After years of demoralizing roll backs on voting rights, Milligan, the lead plaintiff in the case, said he was first stunned, then overjoyed to hear the news.
“There were many people who said our case was not going to prevail and it was a long shot. Lots of things are long shots,” Milligan told reporters during a June 16 EMS news briefing. “But it doesn’t mean you shouldn’t take the shot.
Race Neutral Maps
“It’s a win,” he said.
In Allen v Milligan, Alabama argued that election maps must be race neutral. But Alabama’s maps – which a lower court initially rejected – were nothing if not race conscious. Alabama’s Republican lawmakers packed one district with African Americans and spread others from Alabama’s “Black Belt” across three different districts, thereby diluting the Black vote.
“Of all the places to receive this news,” Milligan, Executive Director of the voting rights advocacy non-profit Alabama Forward, told the news site Alabama.com. “I broke down in tears” thinking about the legacy this means for my dad.” Milligan’s father, Bill, died in 2021 before the case was argued at the Supreme Court.
The 5-4 decision now means Alabama will have to redraw its electoral maps.
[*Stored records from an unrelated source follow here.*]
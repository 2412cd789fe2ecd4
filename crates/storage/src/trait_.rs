//! Storage trait abstraction.

use async_trait::async_trait;
use buildwise_core::{
    CostEstimate, CostEstimateId, Equipment, EquipmentFilter, EquipmentId, MaintenanceRecord,
    Project, ProjectId, ProjectMember, SafetyReport, SafetyReportFilter, SafetyReportId, Task,
    TaskAssignment, TaskFilter, TaskId, User, UserId,
};
use serde::de::DeserializeOwned;
use serde::Serialize;
use tracing::debug;

/// Error type for storage operations.
pub type Result<T> = std::result::Result<T, StorageError>;

/// Errors that can occur during storage operations.
#[derive(Debug, thiserror::Error)]
pub enum StorageError {
    /// I/O error
    #[error("I/O error: {0}")]
    Io(#[from] std::io::Error),

    /// Serialization/deserialization error
    #[error("JSON error: {0}")]
    Json(#[from] serde_json::Error),

    /// Database error
    #[cfg(feature = "sqlite")]
    #[error("Database error: {0}")]
    Database(#[from] sqlx::Error),

    /// Item not found
    #[error("Not found: {0}")]
    NotFound(String),

    /// Other error
    #[error("{0}")]
    Other(String),
}

/// The kinds of record a backend has to keep apart.
#[derive(Debug, Clone, Copy, PartialEq, Eq, Hash)]
pub enum RecordKind {
    /// `User`
    User,
    /// `Project`
    Project,
    /// `ProjectMember`
    ProjectMember,
    /// `Task`
    Task,
    /// `TaskAssignment`
    TaskAssignment,
    /// `Equipment`
    Equipment,
    /// `MaintenanceRecord`
    MaintenanceRecord,
    /// `SafetyReport`
    SafetyReport,
    /// `CostEstimate`, line items included
    CostEstimate,
}

impl RecordKind {
    /// Every kind, in creation order of their directories / tables.
    pub const ALL: [RecordKind; 9] = [
        RecordKind::User,
        RecordKind::Project,
        RecordKind::ProjectMember,
        RecordKind::Task,
        RecordKind::TaskAssignment,
        RecordKind::Equipment,
        RecordKind::MaintenanceRecord,
        RecordKind::SafetyReport,
        RecordKind::CostEstimate,
    ];

    /// Stable name used as directory / entity type.
    pub fn as_str(self) -> &'static str {
        match self {
            RecordKind::User => "users",
            RecordKind::Project => "projects",
            RecordKind::ProjectMember => "project_members",
            RecordKind::Task => "tasks",
            RecordKind::TaskAssignment => "task_assignments",
            RecordKind::Equipment => "equipment",
            RecordKind::MaintenanceRecord => "maintenance_records",
            RecordKind::SafetyReport => "safety_reports",
            RecordKind::CostEstimate => "cost_estimates",
        }
    }
}

/// Storage abstraction for Buildwise data.
///
/// Backends implement the record primitives (`put_record` and friends)
/// which move opaque JSON documents keyed by kind and id. The typed
/// operations, list orderings and cascading deletes are provided on top
/// of them so every backend behaves the same.
#[async_trait]
pub trait Storage: Send + Sync {
    // === Record primitives ===

    /// Insert or replace the JSON document for `(kind, id)`.
    async fn put_record(&mut self, kind: RecordKind, id: &str, json: String) -> Result<()>;

    /// Fetch the JSON document for `(kind, id)`.
    async fn get_record(&self, kind: RecordKind, id: &str) -> Result<Option<String>>;

    /// All JSON documents of `kind`, in no particular order.
    async fn scan_records(&self, kind: RecordKind) -> Result<Vec<String>>;

    /// Remove `(kind, id)`. Returns whether anything was removed.
    async fn remove_record(&mut self, kind: RecordKind, id: &str) -> Result<bool>;

    // === Transaction support ===

    /// Commit pending changes with a message.
    async fn commit(&mut self, message: &str) -> Result<()>;

    /// Rollback pending changes.
    async fn rollback(&mut self) -> Result<()>;

    // === User operations ===

    /// Save a user (create or update).
    async fn save_user(&mut self, user: &User) -> Result<()> {
        put(self, RecordKind::User, user.id, user).await
    }

    /// Load a user by ID.
    async fn load_user(&self, id: UserId) -> Result<Option<User>> {
        get(self, RecordKind::User, id).await
    }

    /// List all users, oldest first.
    async fn list_users(&self) -> Result<Vec<User>> {
        let mut users: Vec<User> = scan(self, RecordKind::User).await?;
        users.sort_by(|a, b| a.created_at.cmp(&b.created_at));
        Ok(users)
    }

    // === Project operations ===

    /// Save a project (create or update).
    async fn save_project(&mut self, project: &Project) -> Result<()> {
        put(self, RecordKind::Project, project.id, project).await
    }

    /// Load a project by ID.
    async fn load_project(&self, id: ProjectId) -> Result<Option<Project>> {
        get(self, RecordKind::Project, id).await
    }

    /// List projects, most recently updated first.
    async fn list_projects(&self) -> Result<Vec<Project>> {
        let mut projects: Vec<Project> = scan(self, RecordKind::Project).await?;
        projects.sort_by(|a, b| b.updated_at.cmp(&a.updated_at));
        Ok(projects)
    }

    /// Delete a project with its tasks, members, safety reports and
    /// estimates. Equipment deployed to it is detached, not deleted.
    async fn delete_project(&mut self, id: ProjectId) -> Result<bool> {
        let filter = TaskFilter { project_id: Some(id), status: None };
        for task in self.list_tasks(&filter).await? {
            self.delete_task(task.id).await?;
        }
        for member in self.list_project_members(id).await? {
            self.remove_record(RecordKind::ProjectMember, &member.id.to_string()).await?;
        }
        let reports = SafetyReportFilter { project_id: Some(id), ..Default::default() };
        for report in self.list_safety_reports(&reports).await? {
            self.delete_safety_report(report.id).await?;
        }
        for estimate in self.list_cost_estimates().await? {
            if estimate.project_id == id {
                self.delete_cost_estimate(estimate.id).await?;
            }
        }
        for mut equipment in self.list_equipment(&EquipmentFilter::default()).await? {
            if equipment.project_id == Some(id) {
                equipment.project_id = None;
                equipment.updated_at = chrono::Utc::now();
                self.save_equipment(&equipment).await?;
            }
        }
        debug!("Cascaded project {} delete", id);
        self.remove_record(RecordKind::Project, &id.to_string()).await
    }

    // === Project member operations ===

    /// Save a project membership.
    async fn save_project_member(&mut self, member: &ProjectMember) -> Result<()> {
        put(self, RecordKind::ProjectMember, member.id, member).await
    }

    /// Members of a project, in joining order.
    async fn list_project_members(&self, project_id: ProjectId) -> Result<Vec<ProjectMember>> {
        let mut members: Vec<ProjectMember> = scan(self, RecordKind::ProjectMember).await?;
        members.retain(|m| m.project_id == project_id);
        members.sort_by(|a, b| a.joined_at.cmp(&b.joined_at));
        Ok(members)
    }

    // === Task operations ===

    /// Save a task (create or update).
    async fn save_task(&mut self, task: &Task) -> Result<()> {
        put(self, RecordKind::Task, task.id, task).await
    }

    /// Load a task by ID.
    async fn load_task(&self, id: TaskId) -> Result<Option<Task>> {
        get(self, RecordKind::Task, id).await
    }

    /// List tasks matching the filter, oldest first.
    async fn list_tasks(&self, filter: &TaskFilter) -> Result<Vec<Task>> {
        let mut tasks: Vec<Task> = scan(self, RecordKind::Task).await?;
        tasks.retain(|t| filter.matches(t));
        tasks.sort_by(|a, b| a.created_at.cmp(&b.created_at));
        Ok(tasks)
    }

    /// Delete a task and its assignments.
    async fn delete_task(&mut self, id: TaskId) -> Result<bool> {
        for assignment in self.list_task_assignments(id).await? {
            self.remove_record(RecordKind::TaskAssignment, &assignment.id.to_string()).await?;
        }
        self.remove_record(RecordKind::Task, &id.to_string()).await
    }

    // === Task assignment operations ===

    /// Save a task assignment.
    async fn save_task_assignment(&mut self, assignment: &TaskAssignment) -> Result<()> {
        put(self, RecordKind::TaskAssignment, assignment.id, assignment).await
    }

    /// Assignments of a task, oldest first.
    async fn list_task_assignments(&self, task_id: TaskId) -> Result<Vec<TaskAssignment>> {
        let mut assignments: Vec<TaskAssignment> = scan(self, RecordKind::TaskAssignment).await?;
        assignments.retain(|a| a.task_id == task_id);
        assignments.sort_by(|a, b| a.assigned_at.cmp(&b.assigned_at));
        Ok(assignments)
    }

    // === Equipment operations ===

    /// Save equipment (create or update).
    async fn save_equipment(&mut self, equipment: &Equipment) -> Result<()> {
        put(self, RecordKind::Equipment, equipment.id, equipment).await
    }

    /// Load equipment by ID.
    async fn load_equipment(&self, id: EquipmentId) -> Result<Option<Equipment>> {
        get(self, RecordKind::Equipment, id).await
    }

    /// List equipment matching the filter, most recently updated first.
    async fn list_equipment(&self, filter: &EquipmentFilter) -> Result<Vec<Equipment>> {
        let mut equipment: Vec<Equipment> = scan(self, RecordKind::Equipment).await?;
        equipment.retain(|e| filter.matches(e));
        equipment.sort_by(|a, b| b.updated_at.cmp(&a.updated_at));
        Ok(equipment)
    }

    /// Delete equipment and its maintenance history.
    async fn delete_equipment(&mut self, id: EquipmentId) -> Result<bool> {
        for record in self.list_maintenance_records(id).await? {
            self.remove_record(RecordKind::MaintenanceRecord, &record.id.to_string()).await?;
        }
        self.remove_record(RecordKind::Equipment, &id.to_string()).await
    }

    // === Maintenance record operations ===

    /// Save a maintenance record.
    async fn save_maintenance_record(&mut self, record: &MaintenanceRecord) -> Result<()> {
        put(self, RecordKind::MaintenanceRecord, record.id, record).await
    }

    /// Maintenance history of a piece of equipment, most recent first.
    async fn list_maintenance_records(&self, equipment_id: EquipmentId) -> Result<Vec<MaintenanceRecord>> {
        let mut records: Vec<MaintenanceRecord> = scan(self, RecordKind::MaintenanceRecord).await?;
        records.retain(|r| r.equipment_id == equipment_id);
        records.sort_by(|a, b| b.performed_at.cmp(&a.performed_at));
        Ok(records)
    }

    // === Safety report operations ===

    /// Save a safety report (create or update).
    async fn save_safety_report(&mut self, report: &SafetyReport) -> Result<()> {
        put(self, RecordKind::SafetyReport, report.id, report).await
    }

    /// Load a safety report by ID.
    async fn load_safety_report(&self, id: SafetyReportId) -> Result<Option<SafetyReport>> {
        get(self, RecordKind::SafetyReport, id).await
    }

    /// List safety reports matching the filter, newest first.
    async fn list_safety_reports(&self, filter: &SafetyReportFilter) -> Result<Vec<SafetyReport>> {
        let mut reports: Vec<SafetyReport> = scan(self, RecordKind::SafetyReport).await?;
        reports.retain(|r| filter.matches(r));
        reports.sort_by(|a, b| b.created_at.cmp(&a.created_at));
        Ok(reports)
    }

    /// Delete a safety report.
    async fn delete_safety_report(&mut self, id: SafetyReportId) -> Result<bool> {
        self.remove_record(RecordKind::SafetyReport, &id.to_string()).await
    }

    // === Cost estimate operations ===

    /// Save a cost estimate together with its line items.
    async fn save_cost_estimate(&mut self, estimate: &CostEstimate) -> Result<()> {
        put(self, RecordKind::CostEstimate, estimate.id, estimate).await
    }

    /// Load a cost estimate by ID.
    async fn load_cost_estimate(&self, id: CostEstimateId) -> Result<Option<CostEstimate>> {
        get(self, RecordKind::CostEstimate, id).await
    }

    /// List cost estimates, most recently updated first.
    async fn list_cost_estimates(&self) -> Result<Vec<CostEstimate>> {
        let mut estimates: Vec<CostEstimate> = scan(self, RecordKind::CostEstimate).await?;
        estimates.sort_by(|a, b| b.updated_at.cmp(&a.updated_at));
        Ok(estimates)
    }

    /// Delete a cost estimate. Its line items live in the same record.
    async fn delete_cost_estimate(&mut self, id: CostEstimateId) -> Result<bool> {
        self.remove_record(RecordKind::CostEstimate, &id.to_string()).await
    }
}

async fn put<S, T>(storage: &mut S, kind: RecordKind, id: impl std::fmt::Display, value: &T) -> Result<()>
where
    S: Storage + ?Sized,
    T: Serialize + Sync,
{
    let json = serde_json::to_string_pretty(value)?;
    storage.put_record(kind, &id.to_string(), json).await
}

async fn get<S, T>(storage: &S, kind: RecordKind, id: impl std::fmt::Display) -> Result<Option<T>>
where
    S: Storage + ?Sized,
    T: DeserializeOwned,
{
    match storage.get_record(kind, &id.to_string()).await? {
        Some(json) => Ok(Some(serde_json::from_str(&json)?)),
        None => Ok(None),
    }
}

async fn scan<S, T>(storage: &S, kind: RecordKind) -> Result<Vec<T>>
where
    S: Storage + ?Sized,
    T: DeserializeOwned,
{
    storage
        .scan_records(kind)
        .await?
        .iter()
        .map(|json| serde_json::from_str(json).map_err(StorageError::from))
        .collect()
}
The ruling also means that Georgia, Mississippi, Louisiana, and South Carolina – all of which have similarly gerrymandered maps in place – may have to redraw their maps, too.
‘Too Late to Undo Damage’
Thomas Saenz, President and General Counsel of the Mexican American Legal Defense and Educational Fund (MALDEF), said he was surprised by the ruling, which upheld Section 2 of the Voting Rights Act, given that SCOTUS overturned longstanding legal precedent when it struck down Roe v Wade last year.
He also pointed out that the June 8 decision comes too late to undo the damage done by gerrymandered maps in a slew of states that were used during the 2022 midterms, effectively denying Black voters and voters of color representation.
“That clearly determined at least one seat in the House of Representatives,” Saenz said.
Stuart Naifeh manages the Redistricting Project at the NAACP Legal Defense & Educational Fund (LDF). He argued the Milligan case in District Court and was involved in the Supreme Court proceedings.
Victory Well Beyond Alabama
“It is a victory that we have preserved Section 2 and this case has impacts well beyond Alabama,” Naifeh said.
Since the 1980s the Supreme Court has used a race-conscious framework in VRA Section 2 cases. And it used that standard to decide Allen v Milligan.
“Alabama in this case had argued that the framework should be thrown out,” explained Naifeh, and “that a new framework should be adopted – which they called ‘race neutral.’”
Essentially, he continued, the state argued “that you cannot consider race when you’re trying to remedy racial discrimination. So, it is kind of a nonsense proposition that race can’t be considered to remedy racial discrimination, but that is what Alabama was advocating.”
And while Naifeh celebrated the ruling, he also reminded reporters that ultimately its effect is to uphold the status quo on voting rights, which he said are in need of reform.
Native Americans
Jacqueline De Leon is staff attorney at Native American Rights Fund (NARF), the nation’s largest and oldest nonprofit, dedicated to advancing the rights of Native Americans.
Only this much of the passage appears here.